Jakarta (ANTARA) - Badan Riset dan Inovasi Nasional (BRIN) memanfaatkan pendekatan budaya dalam menelusuri jejak tsunami besar di selatan Pulau Jawa, dengan mengkaji keterkaitan antara situs-situs sejarah dan kemungkinan peristiwa bencana masa lampau.
Peneliti Ahli Madya Pusat Riset Kebencanaan Geologi BRIN Purna Sulastya Putra saat ditemui di Jakarta, Rabu, mengatakan bahwa salah satu lokasi yang diteliti adalah Situs Batu Kandiri di Pangandaran, Jawa Barat, yang tercatat dalam kisah perjalanan Dujang Ramanik pada abad ke-15 dan ditinggalkan masyarakat setelah masa tersebut.
“Situs itu sempat ditinggalkan masyarakat.

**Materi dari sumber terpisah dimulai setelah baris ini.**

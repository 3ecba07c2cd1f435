use std::collections::BTreeMap;

use chrono::{DateTime, Utc};
use serde::{Deserialize, Serialize};

use crate::domain::customer::CustomerInfo;
use crate::domain::flow::FlowId;
use crate::domain::item::{order_total, CartItem};
use crate::domain::money::Money;
use crate::domain::phone::PhoneNumber;

#[derive(Clone, Debug, PartialEq, Eq, Hash, Serialize, Deserialize)]
pub struct ConversationId(pub String);

impl ConversationId {
    pub fn new(id: impl Into<String>) -> Self {
        Self(id.into())
    }

    pub fn as_str(&self) -> &str {
        &self.0
    }
}

impl std::fmt::Display for ConversationId {
    fn fmt(&self, f: &mut std::fmt::Formatter<'_>) -> std::fmt::Result {
        f.write_str(&self.0)
    }
}

#[derive(Clone, Copy, Debug, Default, PartialEq, Eq, Serialize, Deserialize)]
#[serde(rename_all = "snake_case")]
pub enum ConversationState {
    #[default]
    Browsing,
    ItemSelected,
    PaymentRequested,
    PaymentPending,
    PaymentCompleted,
    PaymentFailed,
    OrderConfirmed,
}

impl ConversationState {
    pub fn as_str(&self) -> &'static str {
        match self {
            Self::Browsing => "browsing",
            Self::ItemSelected => "item_selected",
            Self::PaymentRequested => "payment_requested",
            Self::PaymentPending => "payment_pending",
            Self::PaymentCompleted => "payment_completed",
            Self::PaymentFailed => "payment_failed",
            Self::OrderConfirmed => "order_confirmed",
        }
    }

    pub fn parse(value: &str) -> Option<Self> {
        Some(match value {
            "browsing" => Self::Browsing,
            "item_selected" => Self::ItemSelected,
            "payment_requested" => Self::PaymentRequested,
            "payment_pending" => Self::PaymentPending,
            "payment_completed" => Self::PaymentCompleted,
            "payment_failed" => Self::PaymentFailed,
            "order_confirmed" => Self::OrderConfirmed,
            _ => return None,
        })
    }
}

/// One customer's ongoing chat: cart, state label and flow links. Created
/// lazily on the first inbound message for an unseen conversation id.
#[derive(Clone, Debug, PartialEq, Serialize, Deserialize)]
pub struct ConversationContext {
    pub conversation_id: ConversationId,
    pub customer_phone: PhoneNumber,
    pub current_state: ConversationState,
    pub previous_state: Option<ConversationState>,
    #[serde(default)]
    pub customer: CustomerInfo,
    #[serde(default)]
    pub cart_items: Vec<CartItem>,
    pub active_payment_flow: Option<FlowId>,
    /// Append-only list of every flow this conversation has started.
    #[serde(default)]
    pub payment_history: Vec<FlowId>,
    pub created_at: DateTime<Utc>,
    pub last_activity: DateTime<Utc>,
    #[serde(default)]
    pub metadata: BTreeMap<String, serde_json::Value>,
}

impl ConversationContext {
    pub fn new(conversation_id: ConversationId, customer_phone: PhoneNumber) -> Self {
        let now = Utc::now();
        Self {
            conversation_id,
            customer_phone,
            current_state: ConversationState::Browsing,
            previous_state: None,
            customer: CustomerInfo::default(),
            cart_items: Vec::new(),
            active_payment_flow: None,
            payment_history: Vec::new(),
            created_at: now,
            last_activity: now,
            metadata: BTreeMap::new(),
        }
    }

    /// Recomputed on every call so it can never drift from the items.
    pub fn cart_total(&self) -> Money {
        order_total(&self.cart_items)
    }

    /// Cart uniqueness key is the item id: re-adding an existing id bumps
    /// its quantity instead of duplicating the line.
    pub fn add_cart_item(&mut self, item: CartItem) {
        match self.cart_items.iter_mut().find(|existing| existing.id == item.id) {
            Some(existing) => existing.quantity += item.quantity,
            None => self.cart_items.push(item),
        }
        self.touch();
    }

    pub fn remove_cart_item(&mut self, item_id: &str) -> bool {
        let before = self.cart_items.len();
        self.cart_items.retain(|item| item.id != item_id);
        let removed = self.cart_items.len() < before;
        if removed {
            self.touch();
        }
        removed
    }

    pub fn clear_cart(&mut self) {
        self.cart_items.clear();
        self.touch();
    }

    pub fn set_state(&mut self, next: ConversationState) {
        self.previous_state = Some(self.current_state);
        self.current_state = next;
        self.touch();
    }

    /// Links a new flow and remembers it in the append-only history.
    pub fn record_flow(&mut self, flow_id: FlowId) {
        self.payment_history.push(flow_id.clone());
        self.active_payment_flow = Some(flow_id);
        self.touch();
    }

    pub fn touch(&mut self) {
        self.last_activity = Utc::now();
    }
}
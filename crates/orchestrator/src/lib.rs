//! Payment flow orchestration for WhatsApp conversational checkout.
//!
//! This crate is the coordination layer between the chat channel and the
//! payment gateway:
//! - **Intent classification** (`intent`) - keyword dispatch of inbound
//!   Spanish messages into payment / cart / product-inquiry intents
//! - **Conversation management** (`conversation`) - read-modify-write of
//!   persisted chat sessions (cart, state label, flow links)
//! - **Orchestration** (`orchestrator`) - the five flow operations:
//!   initiate, process status update, handle message, retry, cancel
//!
//! The orchestrator is generic over its four seams (gateway, messaging,
//! flow store, conversation store) so tests can inject scripted fakes.

pub mod conversation;
pub mod intent;
pub mod orchestrator;

pub use conversation::ConversationManager;
pub use intent::MessageIntent;
pub use orchestrator::{
    InboundMessage, MessageAction, PaymentOrchestrator, StatusUpdateOutcome,
};
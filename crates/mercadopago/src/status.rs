//! Vendor payment statuses and their classification into the three
//! buckets the orchestrator dispatches on, plus the Spanish customer copy
//! for each outcome.

use serde::{Deserialize, Serialize};

#[derive(Clone, Copy, Debug, PartialEq, Eq, Serialize, Deserialize)]
#[serde(rename_all = "snake_case")]
pub enum PaymentStatus {
    Pending,
    Approved,
    Authorized,
    InProcess,
    InMediation,
    Rejected,
    Cancelled,
    Refunded,
    ChargedBack,
}

impl PaymentStatus {
    pub fn parse(value: &str) -> Option<Self> {
        Some(match value {
            "pending" => Self::Pending,
            "approved" => Self::Approved,
            "authorized" => Self::Authorized,
            "in_process" => Self::InProcess,
            "in_mediation" => Self::InMediation,
            "rejected" => Self::Rejected,
            "cancelled" => Self::Cancelled,
            "refunded" => Self::Refunded,
            "charged_back" => Self::ChargedBack,
            _ => return None,
        })
    }

    pub fn as_str(&self) -> &'static str {
        match self {
            Self::Pending => "pending",
            Self::Approved => "approved",
            Self::Authorized => "authorized",
            Self::InProcess => "in_process",
            Self::InMediation => "in_mediation",
            Self::Rejected => "rejected",
            Self::Cancelled => "cancelled",
            Self::Refunded => "refunded",
            Self::ChargedBack => "charged_back",
        }
    }
}

/// The three webhook dispatch buckets. Statuses outside all three
/// (mediation, refunds, chargebacks) are recorded but trigger no
/// conversation-side action.
#[derive(Clone, Copy, Debug, PartialEq, Eq)]
pub enum PaymentStatusKind {
    Successful,
    Failed,
    Pending,
    Other,
}

pub fn classify(status: PaymentStatus) -> PaymentStatusKind {
    match status {
        PaymentStatus::Approved | PaymentStatus::Authorized => PaymentStatusKind::Successful,
        PaymentStatus::Rejected | PaymentStatus::Cancelled => PaymentStatusKind::Failed,
        PaymentStatus::Pending | PaymentStatus::InProcess => PaymentStatusKind::Pending,
        PaymentStatus::InMediation | PaymentStatus::Refunded | PaymentStatus::ChargedBack => {
            PaymentStatusKind::Other
        }
    }
}

fn base_message(status: PaymentStatus) -> &'static str {
    match status {
        PaymentStatus::Approved | PaymentStatus::Authorized => {
            "¡Pago aprobado! Tu compra ha sido procesada exitosamente."
        }
        PaymentStatus::Pending => {
            "Tu pago está siendo procesado. Te notificaremos cuando esté listo."
        }
        PaymentStatus::InProcess => "Tu pago está en proceso de verificación.",
        PaymentStatus::Rejected => {
            "Tu pago fue rechazado. Por favor intenta con otro método de pago."
        }
        PaymentStatus::Cancelled => "El pago fue cancelado.",
        PaymentStatus::Refunded => "Tu pago ha sido reembolsado.",
        PaymentStatus::ChargedBack => "Se ha procesado una devolución del cargo.",
        PaymentStatus::InMediation => "Tu pago está en revisión.",
    }
}

fn rejected_detail(status_detail: &str) -> Option<&'static str> {
    Some(match status_detail {
        "cc_rejected_insufficient_amount" => "Fondos insuficientes en la tarjeta.",
        "cc_rejected_bad_filled_card_number" => "Número de tarjeta incorrecto.",
        "cc_rejected_bad_filled_date" => "Fecha de vencimiento incorrecta.",
        "cc_rejected_bad_filled_security_code" => "Código de seguridad incorrecto.",
        "cc_rejected_card_disabled" => "La tarjeta está deshabilitada.",
        "cc_rejected_call_for_authorize" => "Debes autorizar el pago con tu banco.",
        "cc_rejected_duplicated_payment" => "Pago duplicado detectado.",
        _ => return None,
    })
}

/// Deterministic human-readable reason for a payment outcome. Unknown
/// detail codes fall back to the generic message for the status.
pub fn failure_reason(status: PaymentStatus, status_detail: Option<&str>) -> String {
    let base = base_message(status);
    match (status, status_detail.and_then(rejected_detail)) {
        (PaymentStatus::Rejected, Some(detail)) => format!("{base} {detail}"),
        _ => base.to_owned(),
    }
}
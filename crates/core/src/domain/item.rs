use rust_decimal::Decimal;
use serde::{Deserialize, Serialize};

use crate::domain::money::Money;
use crate::errors::ValidationError;

/// Ceiling on a single preference request, roughly 10M COP. Mirrors the
/// gateway-side limit so oversized carts fail before the network call.
pub const MAX_ORDER_TOTAL: Decimal = Decimal::from_parts(999_999_999, 0, 0, false, 0);

#[derive(Clone, Debug, PartialEq, Eq, Serialize, Deserialize)]
pub struct CartItem {
    pub id: String,
    pub title: String,
    #[serde(default, skip_serializing_if = "Option::is_none")]
    pub description: Option<String>,
    pub quantity: u32,
    pub unit_price: Money,
}

impl CartItem {
    pub fn line_total(&self) -> Money {
        self.unit_price * self.quantity
    }

    fn validate(&self) -> Result<(), ValidationError> {
        if self.quantity == 0 {
            return Err(ValidationError::ZeroQuantity { item_id: self.id.clone() });
        }
        if !self.unit_price.is_positive() {
            return Err(ValidationError::NonPositiveUnitPrice { item_id: self.id.clone() });
        }
        Ok(())
    }
}

/// Derived order total: Σ(quantity × unit_price), two decimal places.
/// Never stored independently of the items it came from.
pub fn order_total(items: &[CartItem]) -> Money {
    items.iter().map(CartItem::line_total).sum()
}

pub fn validate_items(items: &[CartItem]) -> Result<(), ValidationError> {
    if items.is_empty() {
        return Err(ValidationError::EmptyItems);
    }
    for item in items {
        item.validate()?;
    }
    let total = order_total(items);
    if total.amount() > MAX_ORDER_TOTAL {
        return Err(ValidationError::TotalTooLarge { total: total.amount().to_string() });
    }
    Ok(())
}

Ada dugaan, selain faktor konflik, juga karena peristiwa alam seperti tsunami yang terjadi sekitar 500 tahun lalu,” kata Purna.
Penelitian paleotsunami BRIN tersebut masih berlanjut sampai saat ini menyasar sejumlah daerah di pesisir selatan Pulau Jawa.
Baca juga: Mikrofauna foraminifera purba ditemukan di daratan Cilacap ungkap jejak tsunami besar
Dalam prosesnya, tim BRIN menggunakan metode stratigrafi, analisis sedimen, serta pemetaan geospasial untuk menelusuri endapan pasir yang menjadi penanda tsunami purba dan juga melibatkan pemeriksaan cerita rakyat - catatan lisan yang diturunkan antargenerasi.